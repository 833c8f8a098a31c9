//! Matching pasted or typed text against what a question offers
//!
//! Every lookup reports which rule fired through [`MatchedBy`], so callers and
//! tests can tell an exact hit from a substring guess or a numeric fallback.

use crate::dom::{DomTree, ElementNode, NodeId};
use crate::text::{clean_text, is_numeric};
use log::debug;
use serde::Serialize;

/// Rule that produced a match
#[derive(Debug, Clone, Copy, PartialEq, Eq, Serialize)]
#[serde(rename_all = "snake_case")]
pub enum MatchedBy {
    /// Case-insensitive equality with the display text
    Exact,
    /// Display text contains the token
    Substring,
    /// Token read as a 1-based option position
    Index,
    /// Token equals the raw control value
    Value,
    /// Token read as a choice number
    Literal,
    None,
}

impl MatchedBy {
    pub fn as_str(self) -> &'static str {
        match self {
            MatchedBy::Exact => "exact",
            MatchedBy::Substring => "substring",
            MatchedBy::Index => "index",
            MatchedBy::Value => "value",
            MatchedBy::Literal => "literal",
            MatchedBy::None => "none",
        }
    }

    pub fn is_match(self) -> bool {
        self != MatchedBy::None
    }
}

/// Find a candidate by exact case-insensitive text, then by substring
///
/// Returns the position of the first hit. Empty candidates and an empty needle
/// never match.
pub fn find_text<S: AsRef<str>>(candidates: &[S], needle: &str) -> Option<(usize, MatchedBy)> {
    let needle = clean_text(needle).to_lowercase();
    if needle.is_empty() {
        return None;
    }
    let lowered: Vec<String> = candidates.iter().map(|c| c.as_ref().to_lowercase()).collect();

    lowered
        .iter()
        .position(|c| !c.is_empty() && *c == needle)
        .map(|i| (i, MatchedBy::Exact))
        .or_else(|| {
            lowered
                .iter()
                .position(|c| !c.is_empty() && c.contains(&needle))
                .map(|i| (i, MatchedBy::Substring))
        })
}

/// Number of a place from a `place<N>` class
pub fn place_number(element: &ElementNode) -> Option<u32> {
    numbered_class(element, "place")
}

/// Number of a draggable choice from its `choice<N>` class, else `data-choice`
pub fn choice_number(element: &ElementNode) -> Option<String> {
    numbered_class(element, "choice")
        .map(|n| n.to_string())
        .or_else(|| element.get_attribute("data-choice").cloned().filter(|c| is_numeric(c)))
}

fn numbered_class(element: &ElementNode, prefix: &str) -> Option<u32> {
    element
        .classes()
        .filter_map(|class| class.strip_prefix(prefix))
        .find(|rest| is_numeric(rest))
        .and_then(|digits| digits.parse().ok())
}

/// `span.drop`
pub fn is_drop_zone(element: &ElementNode) -> bool {
    element.is_tag("span") && element.has_class("drop")
}

/// Draggable choice, placeholder copies excluded
pub fn is_draggable(element: &ElementNode) -> bool {
    element.has_class("draghome") && !element.has_class("dragplaceholder")
}

/// Whether a node sits inside a drop zone of the question
pub fn inside_drop_zone(tree: &DomTree, node: NodeId, question: NodeId) -> bool {
    tree.parent(node)
        .and_then(|parent| tree.closest(parent, is_drop_zone))
        .is_some_and(|zone| tree.is_inside(zone, question))
}

/// A drop zone and its place number
#[derive(Debug, Clone, Copy, PartialEq, Eq)]
pub struct DropZone {
    pub node: NodeId,
    pub place: u32,
}

/// Numbered drop zones of a question, ascending by place
pub fn drop_zones(tree: &DomTree, question: NodeId) -> Vec<DropZone> {
    let mut zones: Vec<DropZone> = tree
        .find_all(question, is_drop_zone)
        .into_iter()
        .filter_map(|node| place_number(tree.element(node)).map(|place| DropZone { node, place }))
        .collect();
    zones.sort_by_key(|zone| zone.place);
    zones
}

/// A draggable choice still available in the choice pool
#[derive(Debug, Clone, PartialEq, Eq)]
pub struct Choice {
    pub node: NodeId,
    pub number: String,
    pub text: String,
}

/// Numbered choices outside any drop zone, deduplicated by case-insensitive text
///
/// The first choice with a given text wins.
pub fn available_choices(tree: &DomTree, question: NodeId) -> Vec<Choice> {
    let mut choices: Vec<Choice> = Vec::new();
    for node in tree.find_all(question, is_draggable) {
        if inside_drop_zone(tree, node, question) {
            continue;
        }
        let Some(number) = choice_number(tree.element(node)) else {
            continue;
        };
        let text = clean_text(&tree.text_content(node));
        if choices.iter().any(|c| c.text.to_lowercase() == text.to_lowercase()) {
            continue;
        }
        choices.push(Choice { node, number, text });
    }
    choices
}

/// Outcome of resolving a token to a choice number
#[derive(Debug, Clone, PartialEq, Eq)]
pub struct ChoiceResolution {
    pub choice: Option<String>,
    pub matched_by: MatchedBy,
}

/// Resolve a token: exact text, then substring, then a numeric literal
pub fn resolve_choice(choices: &[Choice], token: &str) -> ChoiceResolution {
    let texts: Vec<&str> = choices.iter().map(|c| c.text.as_str()).collect();
    let token = clean_text(token);

    let resolution = match find_text(&texts, &token) {
        Some((index, matched_by)) => ChoiceResolution {
            choice: Some(choices[index].number.clone()),
            matched_by,
        },
        None if is_numeric(&token) => ChoiceResolution {
            choice: Some(token.clone()),
            matched_by: MatchedBy::Literal,
        },
        None => ChoiceResolution {
            choice: None,
            matched_by: MatchedBy::None,
        },
    };
    debug!("Token '{}' resolved to choice {:?} by {:?}", token, resolution.choice, resolution.matched_by);
    resolution
}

● **Task goal**: Transcribe the data above so that every line matches exactly.

● **Solution for this problem**:
repository 833c8f8a098a31c9
//! Matching pasted or typed text against what a question offers
//!
//! Every lookup reports which rule fired through [`MatchedBy`], so callers and
//! tests can tell an exact hit from a substring guess or a numeric fallback.

use crate::dom::{DomTree, ElementNode, NodeId};
use crate::text::{clean_text, is_numeric};
use log::debug;
use serde::Serialize;

/// Rule that produced a match
#[derive(Debug, Clone, Copy, PartialEq, Eq, Serialize)]
#[serde(rename_all = "snake_case")]
pub enum MatchedBy {
    /// Case-insensitive equality with the display text
    Exact,
    /// Display text contains the token
    Substring,
    /// Token read as a 1-based option position
    Index,
    /// Token equals the raw control value
    Value,
    /// Token read as a choice number
    Literal,
    None,
}

impl MatchedBy {
    pub fn as_str(self) -> &'static str {
        match self {
            MatchedBy::Exact => "exact",
            MatchedBy::Substring => "substring",
            MatchedBy::Index => "index",
            MatchedBy::Value => "value",
            MatchedBy::Literal => "literal",
            MatchedBy::None => "none",
        }
    }

    pub fn is_match(self) -> bool {
        self != MatchedBy::None
    }
}

/// Find a candidate by exact case-insensitive text, then by substring
///
/// Returns the position of the first hit. Empty candidates and an empty needle
/// never match.
pub fn find_text<S: AsRef<str>>(candidates: &[S], needle: &str) -> Option<(usize, MatchedBy)> {
    let needle = clean_text(needle).to_lowercase();
    if needle.is_empty() {
        return None;
    }
    let lowered: Vec<String> = candidates.iter().map(|c| c.as_ref().to_lowercase()).collect();

    lowered
        .iter()
        .position(|c| !c.is_empty() && *c == needle)
        .map(|i| (i, MatchedBy::Exact))
        .or_else(|| {
            lowered
                .iter()
                .position(|c| !c.is_empty() && c.contains(&needle))
                .map(|i| (i, MatchedBy::Substring))
        })
}

/// Number of a place from a `place<N>` class
pub fn place_number(element: &ElementNode) -> Option<u32> {
    numbered_class(element, "place")
}

/// Number of a draggable choice from its `choice<N>` class, else `data-choice`
pub fn choice_number(element: &ElementNode) -> Option<String> {
    numbered_class(element, "choice")
        .map(|n| n.to_string())
        .or_else(|| element.get_attribute("data-choice").cloned().filter(|c| is_numeric(c)))
}

fn numbered_class(element: &ElementNode, prefix: &str) -> Option<u32> {
    element
        .classes()
        .filter_map(|class| class.strip_prefix(prefix))
        .find(|rest| is_numeric(rest))
        .and_then(|digits| digits.parse().ok())
}

/// `span.drop`
pub fn is_drop_zone(element: &ElementNode) -> bool {
    element.is_tag("span") && element.has_class("drop")
}

/// Draggable choice, placeholder copies excluded
pub fn is_draggable(element: &ElementNode) -> bool {
    element.has_class("draghome") && !element.has_class("dragplaceholder")
}

/// Whether a node sits inside a drop zone of the question
pub fn inside_drop_zone(tree: &DomTree, node: NodeId, question: NodeId) -> bool {
    tree.parent(node)
        .and_then(|parent| tree.closest(parent, is_drop_zone))
        .is_some_and(|zone| tree.is_inside(zone, question))
}

/// A drop zone and its place number
#[derive(Debug, Clone, Copy, PartialEq, Eq)]
pub struct DropZone {
    pub node: NodeId,
    pub place: u32,
}

/// Numbered drop zones of a question, ascending by place
pub fn drop_zones(tree: &DomTree, question: NodeId) -> Vec<DropZone> {
    let mut zones: Vec<DropZone> = tree
        .find_all(question, is_drop_zone)
        .into_iter()
        .filter_map(|node| place_number(tree.element(node)).map(|place| DropZone { node, place }))
        .collect();
    zones.sort_by_key(|zone| zone.place);
    zones
}

/// A draggable choice still available in the choice pool
#[derive(Debug, Clone, PartialEq, Eq)]
pub struct Choice {
    pub node: NodeId,
    pub number: String,
    pub text: String,
}

/// Numbered choices outside any drop zone, deduplicated by case-insensitive text
///
/// The first choice with a given text wins.
pub fn available_choices(tree: &DomTree, question: NodeId) -> Vec<Choice> {
    let mut choices: Vec<Choice> = Vec::new();
    for node in tree.find_all(question, is_draggable) {
        if inside_drop_zone(tree, node, question) {
            continue;
        }
        let Some(number) = choice_number(tree.element(node)) else {
            continue;
        };
        let text = clean_text(&tree.text_content(node));
        if choices.iter().any(|c| c.text.to_lowercase() == text.to_lowercase()) {
            continue;
        }
        choices.push(Choice { node, number, text });
    }
    choices
}

/// Outcome of resolving a token to a choice number
#[derive(Debug, Clone, PartialEq, Eq)]
pub struct ChoiceResolution {
    pub choice: Option<String>,
    pub matched_by: MatchedBy,
}

/// Resolve a token: exact text, then substring, then a numeric literal
pub fn resolve_choice(choices: &[Choice], token: &str) -> ChoiceResolution {
    let texts: Vec<&str> = choices.iter().map(|c| c.text.as_str()).collect();
    let token = clean_text(token);

    let resolution = match find_text(&texts, &token) {
        Some((index, matched_by)) => ChoiceResolution {
            choice: Some(choices[index].number.clone()),
            matched_by,
        },
        None if is_numeric(&token) => ChoiceResolution {
            choice: Some(token.clone()),
            matched_by: MatchedBy::Literal,
        },
        None => ChoiceResolution {
            choice: None,
            matched_by: MatchedBy::None,
        },
    };
    debug!("Token '{}' resolved to choice {:?} by {:?}", token, resolution.choice, resolution.matched_by);
    resolution
}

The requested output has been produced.